> **Action item**
Select from the data all lines with the word "const".

# # #

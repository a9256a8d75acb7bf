//! Scheduler-node suite: submit a batch of sleep jobs as the cluster user
//! and wait for all of them to finish.

use std::path::Path;

use cvt_common::harness::{Check, CheckHarness, HarnessConfig, HarnessError, HarnessResult, Suite};
use cvt_common::identity::{UserProfile, check_output_as, chown_to};
use cvt_common::scheduler::{parse_user_logs, wait_for_schedd_ready};
use cvt_common::{
    BatchOutcome, CheckError, ClusterConfig, CommandRunner, JobLog, JobLogPoller, Platform,
};

/// Submit description used when `scheduler.submit_file` is not configured.
pub const SLEEP_SUBMIT: &str = include_str!("../../resources/sleep.sub");

const SUBMIT_FILE_NAME: &str = "sleep.sub";

pub fn suite<'a, R>(config: &'a ClusterConfig, platform: Platform, runner: R) -> Suite<'a, R>
where
    R: CommandRunner + Clone + 'a,
{
    Suite::with_runner("scheduler", HarnessConfig::from(config), runner)
        .setup(move |h| prepare(h, config, platform))
        .check(Check::new("sleep_jobs_complete", move |h| {
            sleep_jobs_complete(h, config, platform)
        }))
}

/// Results directory and submit file owned by the cluster user, then a
/// responsive schedd.
fn prepare<R: CommandRunner>(
    h: &CheckHarness<R>,
    config: &ClusterConfig,
    platform: Platform,
) -> HarnessResult<()> {
    let user = config.cluster_user()?;
    let home = config.user_home()?;
    let profile = UserProfile::lookup(user, Some(home.as_path()))?;

    let results = home.join("results");
    std::fs::create_dir_all(&results).map_err(|source| file_error(&results, source))?;
    chown_to(&results, &profile)?;

    let submit_file = home.join(SUBMIT_FILE_NAME);
    if !submit_file.exists() {
        install_submit_file(config, &submit_file)?;
        h.logger
            .info(format!("Installed submit file {}", submit_file.display()));
    }
    chown_to(&submit_file, &profile)?;

    wait_for_schedd_ready(
        h,
        &platform.queue_command(config),
        config.timeouts.schedd_ready,
        config.timeouts.poll_interval,
    )?;
    Ok(())
}

fn install_submit_file(config: &ClusterConfig, dst: &Path) -> HarnessResult<()> {
    match &config.scheduler.submit_file {
        Some(src) => {
            std::fs::copy(src, dst).map_err(|source| file_error(src, source))?;
        }
        None => {
            std::fs::write(dst, SLEEP_SUBMIT).map_err(|source| file_error(dst, source))?;
        }
    }
    Ok(())
}

fn file_error(path: &Path, source: std::io::Error) -> HarnessError {
    CheckError::File {
        path: path.to_path_buf(),
        source,
    }
    .into()
}

fn sleep_jobs_complete<R: CommandRunner>(
    h: &CheckHarness<R>,
    config: &ClusterConfig,
    platform: Platform,
) -> HarnessResult<()> {
    let user = config.cluster_user()?;
    let home = config.user_home()?;

    let submit = platform.submit_command(config, Path::new(SUBMIT_FILE_NAME));
    let mut argv = vec![submit.program.as_str()];
    argv.extend(submit.args.iter().map(String::as_str));
    let output = check_output_as(h, &argv, user, Some(home.as_path()))?;

    let logs: Vec<JobLog> = parse_user_logs(&output)?
        .into_iter()
        .map(JobLog::from)
        .collect();
    h.logger.info(format!("Submitted {} jobs", logs.len()));

    // Execute nodes can join the pool minutes before they accept work.
    let state = JobLogPoller::new(config.timeouts.jobs)
        .with_interval(config.timeouts.poll_interval)
        .poll(&logs);
    let outcome = BatchOutcome::from_poll(&state);
    if let Err(e) = h.logger.capture_artifact_json("batch_outcome", &outcome) {
        h.logger.warn(format!("Could not archive batch outcome: {e}"));
    }

    match outcome.error_code() {
        None => h.assert(outcome.passed(), "all jobs succeeded"),
        Some(code) => h.require(false, code, &outcome.failure_message()),
    }
}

# # #

> **Answer**
pub const SLEEP_SUBMIT: &str = include_str!("../../resources/sleep.sub");
const SUBMIT_FILE_NAME: &str = "sleep.sub";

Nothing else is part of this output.